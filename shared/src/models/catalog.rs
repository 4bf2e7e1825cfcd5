//! Catalog item models

use serde::{Deserialize, Serialize};

/// Kind of purchasable item
///
/// A digital photo is a one-off license (quantity pinned to 1); a
/// physical product is quantity-bearing and must be bound to a photo
/// before checkout.
#[derive(Debug, Clone, Copy, Serialize, Deserialize, PartialEq, Eq, Hash)]
#[serde(rename_all = "SCREAMING_SNAKE_CASE")]
pub enum ItemKind {
    DigitalPhoto,
    PhysicalProduct,
}

impl ItemKind {
    /// Namespace prefix used to build globally unique cart item ids
    pub fn id_prefix(&self) -> &'static str {
        match self {
            ItemKind::DigitalPhoto => "photo",
            ItemKind::PhysicalProduct => "product",
        }
    }
}

/// Photo type filter used by the gallery feed
#[derive(Debug, Clone, Copy, Serialize, Deserialize, PartialEq, Eq)]
#[serde(rename_all = "snake_case")]
pub enum PhotoType {
    Individual,
    WithSibling,
    WithFriend,
    Group,
}

impl PhotoType {
    /// Wire value for the `photo_type` query parameter
    pub fn as_str(&self) -> &'static str {
        match self {
            PhotoType::Individual => "individual",
            PhotoType::WithSibling => "with_sibling",
            PhotoType::WithFriend => "with_friend",
            PhotoType::Group => "group",
        }
    }
}

/// Purchasable catalog item
///
/// Immutable once fetched. `unit_price` is in cents; the cart snapshots
/// it at add-time so later catalog price changes do not affect entries
/// already in the cart.
#[derive(Debug, Clone, Serialize, Deserialize, PartialEq)]
pub struct PurchasableItem {
    /// Opaque identifier, unique within its kind
    pub id: String,
    pub kind: ItemKind,
    /// Price in cents
    pub unit_price: i64,
    pub display_name: String,
    pub description: String,
    /// For digital photos a fetchable image URI, for physical products
    /// a bundled asset reference
    pub media_reference: String,
}

impl PurchasableItem {
    /// Globally unique cart item id (`photo:{id}` / `product:{id}`)
    ///
    /// Digital photo ids and product ids come from different backend
    /// namespaces, so the raw ids alone could collide.
    pub fn cart_item_id(&self) -> String {
        format!("{}:{}", self.kind.id_prefix(), self.id)
    }
}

Task description.
The total, and nothing more: how many lines in the entries contain "models"?

Result of the task.
2